Walter was not the only one who took this on – others did as well, and over time this evolved and improved.  An output of such frequency analyzers is shown below (from Kozhevniko, 1957)

 

In 1963 Edmund Kaiser and colleagues built The Kaiser filter (image below from Kaiser et al., 1964) composed of six high Q resonators representing one delta filter, one theta filter, two alpha filters and two beta filters that gained some popularity in the community.  This in fact reduced the number of filters relative to others in use.  However, there was also the practical issue of which analyzer would be manufactured and marketed rather than remain a single lab novelty – a factor that would influence the direction of the literature.
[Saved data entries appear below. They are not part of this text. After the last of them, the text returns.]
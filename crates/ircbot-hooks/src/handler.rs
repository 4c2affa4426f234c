//! Handler traits for actions and filters.

use ircbot_types::{IrcEvent, Session};

/// Subscriber to a named action.
///
/// Handlers run on the poll loop's thread; use interior mutability for any
/// state they keep. The returned error is logged and does not stop dispatch.
pub trait ActionHandler: Send + Sync {
    fn handle(&self, event: &IrcEvent, session: &mut Session) -> anyhow::Result<()>;
}

impl<F> ActionHandler for F
where
    F: Fn(&IrcEvent, &mut Session) -> anyhow::Result<()> + Send + Sync,
{
    fn handle(&self, event: &IrcEvent, session: &mut Session) -> anyhow::Result<()> {
        self(event, session)
    }
}

/// A single stage of a filter pipeline.
pub trait FilterHandler: Send + Sync {
    fn transform(&self, data: String) -> String;
}

impl<F> FilterHandler for F
where
    F: Fn(String) -> String + Send + Sync,
{
    fn transform(&self, data: String) -> String {
        self(data)
    }
}
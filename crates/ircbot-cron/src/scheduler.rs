//! Cron scheduler: matches registered intervals against the wall clock.

use std::sync::Arc;

use chrono::{Local, NaiveDateTime};
use tracing::{debug, info, warn};

use ircbot_types::{Session, run_isolated};

use crate::{CronError, CronTask, IntervalSpec};

/// A registered job.
pub struct CronJob {
    pub name: String,
    pub interval: IntervalSpec,
    task: Arc<dyn CronTask>,
}

/// Registry of named jobs, ticked once per poll-loop iteration.
pub struct CronScheduler {
    jobs: Vec<CronJob>,
    isolate: bool,
}

impl CronScheduler {
    pub fn new() -> Self {
        Self {
            jobs: Vec::new(),
            isolate: true,
        }
    }

    /// Choose whether a panicking task is caught and logged or unwinds.
    pub fn with_isolation(mut self, isolate: bool) -> Self {
        self.isolate = isolate;
        self
    }

    /// Register a job under a unique name.
    ///
    /// A name collision is rejected and the existing job stays active.
    pub fn register(
        &mut self,
        name: &str,
        interval: IntervalSpec,
        task: Arc<dyn CronTask>,
    ) -> Result<(), CronError> {
        if self.contains(name) {
            return Err(CronError::DuplicateJob(name.to_string()));
        }
        info!(job = name, "Registered cron job");
        self.jobs.push(CronJob {
            name: name.to_string(),
            interval,
            task,
        });
        Ok(())
    }

    /// Register a closure as a job.
    pub fn schedule<F>(&mut self, name: &str, interval: IntervalSpec, f: F) -> Result<(), CronError>
    where
        F: Fn(&mut Session) -> anyhow::Result<()> + Send + Sync + 'static,
    {
        self.register(name, interval, Arc::new(f))
    }

    /// Deregister a job. Returns false if no job had that name.
    pub fn remove(&mut self, name: &str) -> bool {
        let before = self.jobs.len();
        self.jobs.retain(|j| j.name != name);
        let removed = self.jobs.len() != before;
        if removed {
            debug!(job = name, "Removed cron job");
        }
        removed
    }

    pub fn contains(&self, name: &str) -> bool {
        self.jobs.iter().any(|j| j.name == name)
    }

    pub fn job_names(&self) -> Vec<&str> {
        self.jobs.iter().map(|j| j.name.as_str()).collect()
    }

    pub fn len(&self) -> usize {
        self.jobs.len()
    }

    pub fn is_empty(&self) -> bool {
        self.jobs.is_empty()
    }

    /// Run every job whose interval matches the current local time.
    pub fn tick(&self, session: &mut Session) -> usize {
        self.tick_at(&Local::now().naive_local(), session)
    }

    /// Run every job whose interval matches `now`. Returns how many fired.
    ///
    /// Calling this twice within the same matching second fires the job
    /// twice.
    pub fn tick_at(&self, now: &NaiveDateTime, session: &mut Session) -> usize {
        let mut fired = 0;
        for job in &self.jobs {
            if !job.interval.matches_at(now) {
                continue;
            }
            fired += 1;
            debug!(job = %job.name, "Running cron job");
            match run_isolated(self.isolate, || job.task.run(session)) {
                Ok(Ok(())) => {}
                Ok(Err(e)) => warn!(job = %job.name, "Cron job failed: {e:#}"),
                Err(panic) => warn!(job = %job.name, "Cron job panicked: {panic}"),
            }
        }
        fired
    }
}

impl Default for CronScheduler {
    fn default() -> Self {
        Self::new()
    }
}

#[cfg(test)]
mod tests {
    use super::*;
    use crate::TimeField;
    use chrono::NaiveDate;
    use std::sync::atomic::{AtomicU32, Ordering};

    fn at(s: u32) -> NaiveDateTime {
        NaiveDate::from_ymd_opt(2026, 10, 16)
            .unwrap()
            .and_hms_opt(12, 0, s)
            .unwrap()
    }

    fn counting(counter: &Arc<AtomicU32>) -> Arc<dyn CronTask> {
        let c = counter.clone();
        Arc::new(move |_: &mut Session| -> anyhow::Result<()> {
            c.fetch_add(1, Ordering::SeqCst);
            Ok(())
        })
    }

    #[test]
    fn test_wildcard_job_fires_every_tick() {
        let mut cron = CronScheduler::new();
        let counter = Arc::new(AtomicU32::new(0));
        cron.register("every", IntervalSpec::every_second(), counting(&counter))
            .unwrap();

        let mut session = Session::new("bot");
        for _ in 0..3 {
            cron.tick(&mut session);
        }
        assert_eq!(counter.load(Ordering::SeqCst), 3);
    }

    #[test]
    fn test_non_matching_second_never_fires() {
        let mut cron = CronScheduler::new();
        let counter = Arc::new(AtomicU32::new(0));
        let spec = IntervalSpec::every_second().with(TimeField::Second, "30").unwrap();
        cron.register("half", spec, counting(&counter)).unwrap();

        let mut session = Session::new("bot");
        for s in (0..60).filter(|s| *s != 30) {
            assert_eq!(cron.tick_at(&at(s), &mut session), 0);
        }
        assert_eq!(counter.load(Ordering::SeqCst), 0);
    }

    #[test]
    fn test_fires_once_per_tick_within_matching_second() {
        let mut cron = CronScheduler::new();
        let counter = Arc::new(AtomicU32::new(0));
        let spec = IntervalSpec::from_pairs([("second", "00,30")]).unwrap();
        cron.register("clock", spec, counting(&counter)).unwrap();

        let mut session = Session::new("bot");
        cron.tick_at(&at(30), &mut session);
        cron.tick_at(&at(30), &mut session);
        cron.tick_at(&at(0), &mut session);
        assert_eq!(counter.load(Ordering::SeqCst), 3);
    }

    #[test]
    fn test_duplicate_name_rejected_first_stays_active() {
        let mut cron = CronScheduler::new();
        let first = Arc::new(AtomicU32::new(0));
        let second = Arc::new(AtomicU32::new(0));
        cron.register("job", IntervalSpec::every_second(), counting(&first))
            .unwrap();

        let err = cron
            .register("job", IntervalSpec::every_second(), counting(&second))
            .unwrap_err();
        assert_eq!(err, CronError::DuplicateJob("job".into()));
        assert_eq!(cron.len(), 1);

        let mut session = Session::new("bot");
        cron.tick_at(&at(0), &mut session);
        assert_eq!(first.load(Ordering::SeqCst), 1);
        assert_eq!(second.load(Ordering::SeqCst), 0);
    }

    #[test]
    fn test_remove() {
        let mut cron = CronScheduler::new();
        let counter = Arc::new(AtomicU32::new(0));
        cron.register("job", IntervalSpec::every_second(), counting(&counter))
            .unwrap();
        assert!(cron.remove("job"));
        assert!(!cron.remove("job"));
        assert!(cron.is_empty());

        let mut session = Session::new("bot");
        assert_eq!(cron.tick_at(&at(0), &mut session), 0);
    }

    #[test]
    fn test_failing_job_does_not_block_others() {
        let mut cron = CronScheduler::new();
        let counter = Arc::new(AtomicU32::new(0));
        cron.schedule("bad", IntervalSpec::every_second(), |_| {
            anyhow::bail!("nope")
        })
        .unwrap();
        cron.schedule("worse", IntervalSpec::every_second(), |_| panic!("oops"))
            .unwrap();
        cron.register("good", IntervalSpec::every_second(), counting(&counter))
            .unwrap();

        let mut session = Session::new("bot");
        assert_eq!(cron.tick_at(&at(5), &mut session), 3);
        assert_eq!(counter.load(Ordering::SeqCst), 1);
        assert_eq!(cron.job_names(), vec!["bad", "worse", "good"]);
    }

    #[test]
    fn test_job_writes_to_session() {
        let mut cron = CronScheduler::new();
        cron.schedule("announce", IntervalSpec::every_second(), |session| {
            session.send_channel_message("room", "tick");
            Ok(())
        })
        .unwrap();

        let mut session = Session::new("bot");
        session.mark_joined("room");
        cron.tick_at(&at(0), &mut session);
        assert_eq!(session.take_outbound(), vec!["PRIVMSG #room :tick\n"]);
    }
}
It is also important to note that it was not until the 1960s that mainframe computers came into accessible academic use and it was 1965 by the time Cooley and Tukey came up with their FFT algorithm that we all use today.  Nonetheless, even in the sixties it was still no simple task to calculate the power spectrum of the EEG.  The oscillograph output had to be carefully digitized and shipped off along with code to a main frame computer, often far away.  From a practical standpoint of computational time and efficiency if you wanted any result at all it still made better sense to be focused on specific frequency bands.
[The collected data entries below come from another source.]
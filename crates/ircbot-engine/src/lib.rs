//! ircbot-engine: The poll loop tying transport, classifier, hooks and cron together.
//!
//! ```text
//! Transport::wait_readable (bounded)
//!     ↓ ready
//! Transport::read → LineFramer → Classifier
//!     ↓ IrcEvent
//! RosterStore bookkeeping + HookBus::do_action
//!     ↓
//! CronScheduler::tick (every iteration)
//!     ↓
//! Session outbound queue → Transport::write
//! ```

pub mod engine;
pub mod error;
pub mod plugin;

pub use engine::Engine;
pub use error::EngineError;
pub use plugin::{Plugin, PluginError, PluginLoader, Registrar};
The Challenges of Harmonic Analysis

Walter himself when defining his analyzer discussed at length its considerable limitations.  He expends considerable effort to explain how different phase relationships of the component frequencies can produce fundamentally different waveforms and frets over the challenge of maintaining his oscillators in phase with one another. Indeed, he questioned the very premise of such frequency-based separation of a signal that appeared so obviously non periodic. (Left image from Dawson and Walter, 1944)

He says

The chief limitation of automatic e.e.g. analysis with instruments at present available lies in the fact that whilst they will separate and measure mixed and modulated rhythms in the e.e.g. they give no information about the relative phases of the waves making up these rhythms. When harmonically related higher frequencies are added to a fundamental frequency, the shape of the resulting waves depends entirely on the phase relations of the harmonics to the fundamental. Therefore, two compound waveforms which have components identical in frequency and size, and so will show the same analysis, may yet have entirely different shapes. In the visual examination of  an e.e.g. record it is important to know some of the forms a given set of rhythms may produce by phase…. A series of harmonically related components may produce an infinite variety of waveforms. “

See related post The Blue Frog in the EEG

 Deep in the rabbit hole

That brings us to today.  Considerable advances in computing and algorithms allow us to shed the workarounds of the pre-computing era of the 1930s-50s.  Yet EEG as a field has not done so and has rather chosen to maintain its constrained legacy by collapsing the considerable information of the signal into frequency bands that were defined in the 1930s based on visual inspection and perpetuated based on equipment limitations.  Indeed, tens of thousands of papers published today simply report changes in broad frequency bands with no regard for either the overall power spectrum or the complex phase relationships and structure in the time domain that modern computing gives us access.

Perhaps as a field we should pay heed to Walter’s concerns and abandon the legacy of the technology constraints of the 1930s.  It’s time to emerge from the depths of the alpha-beta rabbit hole.